* **Records to use**:
//! Diagnostic logging
//!
//! Off unless SHELF_LOG is set. Its value is the level for the library and the binary
//! (`debug`, `info`, ...). Lines go to `log_file` when configured,
//! stderr otherwise.

use std::fs::{File, OpenOptions};
use std::path::Path;
use std::sync::Mutex;

use tracing::info;
use tracing_subscriber::EnvFilter;

use shelf_core::Config;

const LOG_ENV: &str = "SHELF_LOG";

/// Initialize logging from SHELF_LOG and the configured log file
pub fn init(config: &Config) {
    let Ok(log_level) = std::env::var(LOG_ENV) else {
        return;
    };

    let env_filter = EnvFilter::new(filter_directive(&log_level));
    let builder = tracing_subscriber::fmt()
        .with_env_filter(env_filter)
        .with_target(false)
        .with_ansi(false);

    // Ignore the error if a subscriber is already installed
    match config.log_file.as_deref() {
        Some(path) => {
            let log_file = match open_log_file(path) {
                Ok(f) => f,
                Err(e) => {
                    eprintln!("Warning: Could not open log file {:?}: {}", path, e);
                    return;
                }
            };
            let _ = builder.with_writer(Mutex::new(log_file)).try_init();
        }
        None => {
            let _ = builder.with_writer(std::io::stderr).try_init();
        }
    }

    info!("Logging initialized at level {}", log_level);
}

fn filter_directive(level: &str) -> String {
    let level = match level.trim() {
        "" => "info",
        other => other,
    };
    format!("shelf_core={level},{}={level}", env!("CARGO_CRATE_NAME"))
}

fn open_log_file(path: &Path) -> std::io::Result<File> {
    if let Some(parent) = path.parent() {
        if !parent.as_os_str().is_empty() {
            std::fs::create_dir_all(parent)?;
        }
    }
    OpenOptions::new().create(true).append(true).open(path)
}
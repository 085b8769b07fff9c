//! Catalog error taxonomy
//!
//! Every catalog operation either commits one store rewrite or fails with one
//! of these kinds before touching the store.

use std::fmt;
use std::path::PathBuf;

use thiserror::Error;

use crate::storage::StorageError;

/// Errors returned by catalog operations
#[derive(Error, Debug)]
pub enum CatalogError {
    /// Bad enum value or missing required field
    #[error("Invalid {field}: {message}")]
    Validation {
        field: &'static str,
        message: String,
    },

    /// A record with the same normalized title already exists
    #[error("A record titled '{title}' already exists")]
    DuplicateRecord { title: String },

    /// No record matched the given title
    #[error("No record found with title '{title}'")]
    RecordNotFound { title: String },

    /// A file argument does not point at an existing file
    #[error("File not found: '{path}'")]
    MissingFile { path: PathBuf },

    /// Backing store failure (including a corrupt store)
    #[error(transparent)]
    Storage(#[from] StorageError),
}

impl CatalogError {
    /// Validation error for a value outside a closed set
    pub fn invalid_choice<T: fmt::Display>(field: &'static str, value: &str, allowed: &[T]) -> Self {
        let allowed = allowed
            .iter()
            .map(|v| v.to_string())
            .collect::<Vec<_>>()
            .join(", ");
        CatalogError::Validation {
            field,
            message: format!("'{}' is not valid, expected one of: {}", value, allowed),
        }
    }

    /// Validation error for an absent or blank required field
    pub fn missing_field(field: &'static str) -> Self {
        CatalogError::Validation {
            field,
            message: "a non-empty value is required".to_string(),
        }
    }

    pub fn is_not_found(&self) -> bool {
        matches!(self, CatalogError::RecordNotFound { .. })
    }
}

/// Result type for catalog operations
pub type CatalogResult<T> = Result<T, CatalogError>;

#[cfg(test)]
mod tests {
    use super::*;

    #[test]
    fn test_invalid_choice_message() {
        let err = CatalogError::invalid_choice("status", "done", &["unread", "reading", "read"]);
        assert_eq!(
            err.to_string(),
            "Invalid status: 'done' is not valid, expected one of: unread, reading, read"
        );
    }

    #[test]
    fn test_missing_field_message() {
        let err = CatalogError::missing_field("title");
        assert!(err.to_string().contains("title"));
        assert!(!err.is_not_found());
    }

    #[test]
    fn test_storage_error_is_transparent() {
        let err: CatalogError = StorageError::CorruptStore {
            path: PathBuf::from("/data/catalog.json"),
            details: "expected value at line 1".to_string(),
        }
        .into();
        assert!(err.to_string().contains("corrupt"));
    }
}
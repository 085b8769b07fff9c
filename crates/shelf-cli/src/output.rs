//! Output formatting for CLI
//!
//! Provides consistent output formatting across all commands:
//! - Human-readable default output
//! - JSON output (--json flag)
//! - Quiet mode for scripting (--quiet flag)

use serde::Serialize;

use shelf_core::Record;

/// Output format options
#[derive(Debug, Clone, Copy, PartialEq, Eq)]
pub enum OutputFormat {
    /// Human-readable output (default)
    Human,
    /// JSON output
    Json,
    /// Quiet mode - minimal output
    Quiet,
}

impl OutputFormat {
    /// Create format from CLI flags
    pub fn from_flags(json: bool, quiet: bool) -> Self {
        if quiet {
            OutputFormat::Quiet
        } else if json {
            OutputFormat::Json
        } else {
            OutputFormat::Human
        }
    }
}

/// Output helper for consistent formatting
pub struct Output {
    /// The output format
    pub format: OutputFormat,
}

impl Output {
    pub fn new(format: OutputFormat) -> Self {
        Self { format }
    }

    /// Print every field of a single record
    pub fn print_record(&self, record: &Record) {
        match self.format {
            OutputFormat::Human => print!("{}", record_detail(record)),
            OutputFormat::Json => println!("{}", to_json(record)),
            OutputFormat::Quiet => println!("{}", record.title),
        }
    }

    /// Print a list of records, one line each
    pub fn print_records(&self, records: &[Record]) {
        match self.format {
            OutputFormat::Human => {
                if records.is_empty() {
                    println!("No records found.");
                    return;
                }
                for record in records {
                    println!("{}", record_line(record));
                }
                println!("\n{} record(s)", records.len());
            }
            OutputFormat::Json => println!("{}", to_json(records)),
            OutputFormat::Quiet => {
                for record in records {
                    println!("{}", record.title);
                }
            }
        }
    }

    /// Print categories with their record counts
    pub fn print_categories(&self, categories: &[(String, usize)]) {
        match self.format {
            OutputFormat::Human => {
                if categories.is_empty() {
                    println!("No categories found.");
                    return;
                }
                for (name, count) in categories {
                    println!("{} ({})", name, count);
                }
                println!("\n{} categories", categories.len());
            }
            OutputFormat::Json => {
                let json_categories: Vec<_> = categories
                    .iter()
                    .map(|(name, count)| serde_json::json!({"name": name, "count": count}))
                    .collect();
                println!("{}", to_json(&json_categories));
            }
            OutputFormat::Quiet => {
                for (name, _) in categories {
                    println!("{}", name);
                }
            }
        }
    }

    /// Print a success message
    pub fn success(&self, message: &str) {
        match self.format {
            OutputFormat::Human => println!("✓ {}", message),
            OutputFormat::Json => {
                println!(
                    "{}",
                    serde_json::json!({"status": "success", "message": message})
                );
            }
            OutputFormat::Quiet => {}
        }
    }

    /// Print a warning that does not fail the command
    pub fn warn(&self, message: &str) {
        match self.format {
            OutputFormat::Json => {
                println!(
                    "{}",
                    serde_json::json!({"status": "warning", "message": message})
                );
            }
            _ => eprintln!("Warning: {}", message),
        }
    }

    /// Check if we should prompt for confirmation
    pub fn should_prompt(&self) -> bool {
        self.format == OutputFormat::Human
    }

    /// Print an informational message
    pub fn message(&self, msg: &str) {
        match self.format {
            OutputFormat::Human => println!("{}", msg),
            OutputFormat::Json => {
                println!("{}", serde_json::json!({"message": msg}));
            }
            OutputFormat::Quiet => {}
        }
    }
}

/// One-line summary used by listings
pub fn record_line(record: &Record) -> String {
    format!(
        "{} | {} | {} | {} | {}",
        truncate(&record.title, 40),
        truncate(&record.author, 25),
        truncate(&record.category, 20),
        record.status,
        priority_label(record)
    )
}

/// Multi-line detail view
pub fn record_detail(record: &Record) -> String {
    let mut out = String::new();
    let mut line = |label: &str, value: &str| {
        out.push_str(&format!("{:<13}{}\n", format!("{}:", label), value));
    };

    line("Title", &record.title);
    line("Author", &record.author);
    line("Category", &record.category);
    line("Year", &record.published_year);
    line("Language", &record.language);
    line("Status", record.status.as_str());
    line("Priority", priority_label(record));
    if let Some(ref description) = record.description {
        line("Description", &truncate_line(description, 70));
    }
    if let Some(ref reason) = record.reason {
        line("Reason", &truncate_line(reason, 70));
    }
    if let Some(ref path) = record.path {
        line("File", &path.display().to_string());
    }
    if let Some(ref location) = record.location {
        line("Location", location);
    }
    line("ID", &record.id.to_string());
    line("Created", &record.created_at.format("%Y-%m-%d %H:%M").to_string());
    line("Updated", &record.updated_at.format("%Y-%m-%d %H:%M").to_string());
    out
}

fn priority_label(record: &Record) -> &'static str {
    record.priority.map(|p| p.as_str()).unwrap_or("unspecified")
}

fn to_json<T: Serialize + ?Sized>(value: &T) -> String {
    serde_json::to_string_pretty(value)
        .unwrap_or_else(|e| serde_json::json!({"error": e.to_string()}).to_string())
}

/// Truncate a string to max length in characters, adding "..." if truncated
fn truncate(s: &str, max_len: usize) -> String {
    if s.chars().count() <= max_len {
        s.to_string()
    } else {
        let kept: String = s.chars().take(max_len.saturating_sub(3)).collect();
        format!("{}...", kept)
    }
}

/// Truncate to first line and max length
fn truncate_line(s: &str, max_len: usize) -> String {
    let first_line = s.lines().next().unwrap_or("");
    truncate(first_line, max_len)
}
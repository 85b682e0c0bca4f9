pub mod argon2_password_hasher;
pub mod grpc_client;
pub mod http_client;
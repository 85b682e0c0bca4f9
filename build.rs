// Generates the `Vault` gRPC client and server stubs.
//
// The protobuf messages are declared by hand in `src/presentation/grpc/proto.rs`
// (see `proto/vault.proto` for the wire schema), so only the service plumbing
// is generated here and no `protoc` install is needed.

fn main() {
    let message = |name: &str| format!("crate::presentation::grpc::proto::{name}");

    let service = tonic_build::manual::Service::builder()
        .name("Vault")
        .package("vault")
        .method(
            tonic_build::manual::Method::builder()
                .name("hash")
                .route_name("Hash")
                .input_type(&message("HashRequest"))
                .output_type(&message("HashResponse"))
                .codec_path("tonic::codec::ProstCodec")
                .build(),
        )
        .method(
            tonic_build::manual::Method::builder()
                .name("validate")
                .route_name("Validate")
                .input_type(&message("ValidateRequest"))
                .output_type(&message("ValidateResponse"))
                .codec_path("tonic::codec::ProstCodec")
                .build(),
        )
        .build();

    tonic_build::manual::Builder::new().compile(&[service]);

    println!("cargo:rerun-if-changed=build.rs");
}
pub mod password_service;
pub mod vault_service;
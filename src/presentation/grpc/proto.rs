//! Protobuf messages of the `vault.Vault` service (`proto/vault.proto`) and
//! the generated client/server stubs.

#[derive(Clone, PartialEq, ::prost::Message)]
pub struct HashRequest {
    #[prost(string, tag = "1")]
    pub password: ::prost::alloc::string::String,
}

#[derive(Clone, PartialEq, ::prost::Message)]
pub struct HashResponse {
    #[prost(string, tag = "1")]
    pub hash: ::prost::alloc::string::String,
    #[prost(string, tag = "2")]
    pub err: ::prost::alloc::string::String,
}

#[derive(Clone, PartialEq, ::prost::Message)]
pub struct ValidateRequest {
    #[prost(string, tag = "1")]
    pub password: ::prost::alloc::string::String,
    #[prost(string, tag = "2")]
    pub hash: ::prost::alloc::string::String,
}

#[derive(Clone, PartialEq, ::prost::Message)]
pub struct ValidateResponse {
    #[prost(bool, tag = "1")]
    pub valid: bool,
    #[prost(string, tag = "2")]
    pub err: ::prost::alloc::string::String,
}

include!(concat!(env!("OUT_DIR"), "/vault.Vault.rs"));
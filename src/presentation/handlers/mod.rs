pub mod http_handler;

* **Goal of the exercise**: Your task is to copy every line of the entries that contains the string "category".

* **Result**:
        truncate(&record.category, 20),
    line("Category", &record.category);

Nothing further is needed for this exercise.